Dataset entries:
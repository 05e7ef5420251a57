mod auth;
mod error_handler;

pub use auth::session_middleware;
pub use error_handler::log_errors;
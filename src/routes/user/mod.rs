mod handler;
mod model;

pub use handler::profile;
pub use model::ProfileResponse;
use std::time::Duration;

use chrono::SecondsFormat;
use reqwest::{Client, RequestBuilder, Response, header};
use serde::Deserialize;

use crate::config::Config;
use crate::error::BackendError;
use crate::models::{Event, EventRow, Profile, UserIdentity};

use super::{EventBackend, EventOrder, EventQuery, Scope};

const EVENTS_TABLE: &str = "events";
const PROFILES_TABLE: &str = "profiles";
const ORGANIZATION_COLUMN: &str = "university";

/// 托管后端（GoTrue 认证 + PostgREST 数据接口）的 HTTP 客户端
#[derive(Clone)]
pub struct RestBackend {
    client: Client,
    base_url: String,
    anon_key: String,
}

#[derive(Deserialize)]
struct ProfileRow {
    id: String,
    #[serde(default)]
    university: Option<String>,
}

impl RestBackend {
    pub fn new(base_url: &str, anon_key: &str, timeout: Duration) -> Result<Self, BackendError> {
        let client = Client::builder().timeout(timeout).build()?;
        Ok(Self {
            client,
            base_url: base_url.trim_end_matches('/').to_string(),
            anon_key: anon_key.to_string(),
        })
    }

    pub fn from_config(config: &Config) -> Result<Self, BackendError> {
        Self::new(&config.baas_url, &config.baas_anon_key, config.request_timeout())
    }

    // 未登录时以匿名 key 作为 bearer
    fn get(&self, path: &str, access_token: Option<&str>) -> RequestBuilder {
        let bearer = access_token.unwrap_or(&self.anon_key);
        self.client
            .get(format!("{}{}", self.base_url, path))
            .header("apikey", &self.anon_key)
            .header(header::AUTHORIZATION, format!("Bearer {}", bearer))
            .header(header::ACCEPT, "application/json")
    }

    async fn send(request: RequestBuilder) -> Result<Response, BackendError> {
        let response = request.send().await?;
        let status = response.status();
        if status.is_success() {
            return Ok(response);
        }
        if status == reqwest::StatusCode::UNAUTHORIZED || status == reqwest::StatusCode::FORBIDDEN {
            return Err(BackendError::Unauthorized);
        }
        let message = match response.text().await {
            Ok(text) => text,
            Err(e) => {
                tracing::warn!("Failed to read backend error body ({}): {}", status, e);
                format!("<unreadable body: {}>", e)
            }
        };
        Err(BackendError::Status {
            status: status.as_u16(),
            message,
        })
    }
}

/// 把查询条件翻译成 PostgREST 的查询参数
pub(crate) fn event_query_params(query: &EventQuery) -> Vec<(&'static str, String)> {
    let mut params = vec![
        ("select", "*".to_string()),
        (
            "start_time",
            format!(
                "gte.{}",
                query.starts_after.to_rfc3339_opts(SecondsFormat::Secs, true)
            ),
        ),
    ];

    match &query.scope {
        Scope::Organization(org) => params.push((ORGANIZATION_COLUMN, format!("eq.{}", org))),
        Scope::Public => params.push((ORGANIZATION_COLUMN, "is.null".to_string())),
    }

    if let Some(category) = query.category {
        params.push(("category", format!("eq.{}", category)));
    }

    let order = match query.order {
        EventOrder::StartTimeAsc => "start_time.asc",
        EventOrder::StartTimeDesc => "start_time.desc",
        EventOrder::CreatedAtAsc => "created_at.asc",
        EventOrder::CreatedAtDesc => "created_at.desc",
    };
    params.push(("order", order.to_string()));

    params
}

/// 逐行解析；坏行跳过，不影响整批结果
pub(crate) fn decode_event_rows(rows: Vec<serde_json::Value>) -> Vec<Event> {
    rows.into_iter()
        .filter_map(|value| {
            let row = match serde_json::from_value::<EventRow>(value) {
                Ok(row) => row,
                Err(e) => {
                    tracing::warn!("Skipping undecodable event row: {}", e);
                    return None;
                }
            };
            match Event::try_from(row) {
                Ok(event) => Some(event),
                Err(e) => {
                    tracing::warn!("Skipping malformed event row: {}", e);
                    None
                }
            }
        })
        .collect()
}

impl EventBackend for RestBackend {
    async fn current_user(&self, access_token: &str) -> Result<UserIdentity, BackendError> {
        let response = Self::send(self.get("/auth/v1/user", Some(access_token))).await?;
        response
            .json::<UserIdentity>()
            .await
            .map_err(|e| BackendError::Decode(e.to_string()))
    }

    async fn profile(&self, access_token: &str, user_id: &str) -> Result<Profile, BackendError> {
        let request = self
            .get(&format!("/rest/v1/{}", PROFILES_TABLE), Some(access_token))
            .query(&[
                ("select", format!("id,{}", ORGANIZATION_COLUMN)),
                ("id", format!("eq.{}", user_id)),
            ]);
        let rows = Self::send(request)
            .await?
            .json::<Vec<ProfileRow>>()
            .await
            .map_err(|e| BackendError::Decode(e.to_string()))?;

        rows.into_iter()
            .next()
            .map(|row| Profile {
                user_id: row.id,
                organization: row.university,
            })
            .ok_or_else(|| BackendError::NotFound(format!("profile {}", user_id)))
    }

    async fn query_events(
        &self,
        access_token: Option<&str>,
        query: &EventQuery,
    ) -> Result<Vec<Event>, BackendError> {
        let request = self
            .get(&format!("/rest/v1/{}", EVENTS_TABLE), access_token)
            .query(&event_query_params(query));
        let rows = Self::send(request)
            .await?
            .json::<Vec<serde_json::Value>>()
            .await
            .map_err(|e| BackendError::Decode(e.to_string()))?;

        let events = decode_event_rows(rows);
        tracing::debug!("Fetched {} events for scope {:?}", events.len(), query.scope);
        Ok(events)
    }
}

Required work ▸ Keep every word intact and transcribe the records in full.

Answer space ▸
repository 05e7ef5420251a57
mod auth;
mod error_handler;

pub use auth::session_middleware;
pub use error_handler::log_errors;
filename src/routes/user/mod.rs
mod handler;
mod model;

pub use handler::profile;
pub use model::ProfileResponse;
use std::time::Duration;

use chrono::SecondsFormat;
use reqwest::{Client, RequestBuilder, Response, header};
use serde::Deserialize;

use crate::config::Config;
use crate::error::BackendError;
use crate::models::{Event, EventRow, Profile, UserIdentity};

use super::{EventBackend, EventOrder, EventQuery, Scope};

const EVENTS_TABLE: &str = "events";
const PROFILES_TABLE: &str = "profiles";
const ORGANIZATION_COLUMN: &str = "university";

/// 托管后端（GoTrue 认证 + PostgREST 数据接口）的 HTTP 客户端
#[derive(Clone)]
pub struct RestBackend {
    client: Client,
    base_url: String,
    anon_key: String,
}

#[derive(Deserialize)]
struct ProfileRow {
    id: String,
    #[serde(default)]
    university: Option<String>,
}

impl RestBackend {
    pub fn new(base_url: &str, anon_key: &str, timeout: Duration) -> Result<Self, BackendError> {
        let client = Client::builder().timeout(timeout).build()?;
        Ok(Self {
            client,
            base_url: base_url.trim_end_matches('/').to_string(),
            anon_key: anon_key.to_string(),
        })
    }

    pub fn from_config(config: &Config) -> Result<Self, BackendError> {
        Self::new(&config.baas_url, &config.baas_anon_key, config.request_timeout())
    }

    // 未登录时以匿名 key 作为 bearer
    fn get(&self, path: &str, access_token: Option<&str>) -> RequestBuilder {
        let bearer = access_token.unwrap_or(&self.anon_key);
        self.client
            .get(format!("{}{}", self.base_url, path))
            .header("apikey", &self.anon_key)
            .header(header::AUTHORIZATION, format!("Bearer {}", bearer))
            .header(header::ACCEPT, "application/json")
    }

    async fn send(request: RequestBuilder) -> Result<Response, BackendError> {
        let response = request.send().await?;
        let status = response.status();
        if status.is_success() {
            return Ok(response);
        }
        if status == reqwest::StatusCode::UNAUTHORIZED || status == reqwest::StatusCode::FORBIDDEN {
            return Err(BackendError::Unauthorized);
        }
        let message = match response.text().await {
            Ok(text) => text,
            Err(e) => {
                tracing::warn!("Failed to read backend error body ({}): {}", status, e);
                format!("<unreadable body: {}>", e)
            }
        };
        Err(BackendError::Status {
            status: status.as_u16(),
            message,
        })
    }
}

/// 把查询条件翻译成 PostgREST 的查询参数
pub(crate) fn event_query_params(query: &EventQuery) -> Vec<(&'static str, String)> {
    let mut params = vec![
        ("select", "*".to_string()),
        (
            "start_time",
            format!(
                "gte.{}",
                query.starts_after.to_rfc3339_opts(SecondsFormat::Secs, true)
            ),
        ),
    ];

    match &query.scope {
        Scope::Organization(org) => params.push((ORGANIZATION_COLUMN, format!("eq.{}", org))),
        Scope::Public => params.push((ORGANIZATION_COLUMN, "is.null".to_string())),
    }

    if let Some(category) = query.category {
        params.push(("category", format!("eq.{}", category)));
    }

    let order = match query.order {
        EventOrder::StartTimeAsc => "start_time.asc",
        EventOrder::StartTimeDesc => "start_time.desc",
        EventOrder::CreatedAtAsc => "created_at.asc",
        EventOrder::CreatedAtDesc => "created_at.desc",
    };
    params.push(("order", order.to_string()));

    params
}

/// 逐行解析；坏行跳过，不影响整批结果
pub(crate) fn decode_event_rows(rows: Vec<serde_json::Value>) -> Vec<Event> {
    rows.into_iter()
        .filter_map(|value| {
            let row = match serde_json::from_value::<EventRow>(value) {
                Ok(row) => row,
                Err(e) => {
                    tracing::warn!("Skipping undecodable event row: {}", e);
                    return None;
                }
            };
            match Event::try_from(row) {
                Ok(event) => Some(event),
                Err(e) => {
                    tracing::warn!("Skipping malformed event row: {}", e);
                    None
                }
            }
        })
        .collect()
}

impl EventBackend for RestBackend {
    async fn current_user(&self, access_token: &str) -> Result<UserIdentity, BackendError> {
        let response = Self::send(self.get("/auth/v1/user", Some(access_token))).await?;
        response
            .json::<UserIdentity>()
            .await
            .map_err(|e| BackendError::Decode(e.to_string()))
    }

    async fn profile(&self, access_token: &str, user_id: &str) -> Result<Profile, BackendError> {
        let request = self
            .get(&format!("/rest/v1/{}", PROFILES_TABLE), Some(access_token))
            .query(&[
                ("select", format!("id,{}", ORGANIZATION_COLUMN)),
                ("id", format!("eq.{}", user_id)),
            ]);
        let rows = Self::send(request)
            .await?
            .json::<Vec<ProfileRow>>()
            .await
            .map_err(|e| BackendError::Decode(e.to_string()))?;

        rows.into_iter()
            .next()
            .map(|row| Profile {
                user_id: row.id,
                organization: row.university,
            })
            .ok_or_else(|| BackendError::NotFound(format!("profile {}", user_id)))
    }

    async fn query_events(
        &self,
        access_token: Option<&str>,
        query: &EventQuery,
    ) -> Result<Vec<Event>, BackendError> {
        let request = self
            .get(&format!("/rest/v1/{}", EVENTS_TABLE), access_token)
            .query(&event_query_params(query));
        let rows = Self::send(request)
            .await?
            .json::<Vec<serde_json::Value>>()
            .await
            .map_err(|e| BackendError::Decode(e.to_string()))?;

        let events = decode_event_rows(rows);
        tracing::debug!("Fetched {} events for scope {:?}", events.len(), query.scope);
        Ok(events)
    }
}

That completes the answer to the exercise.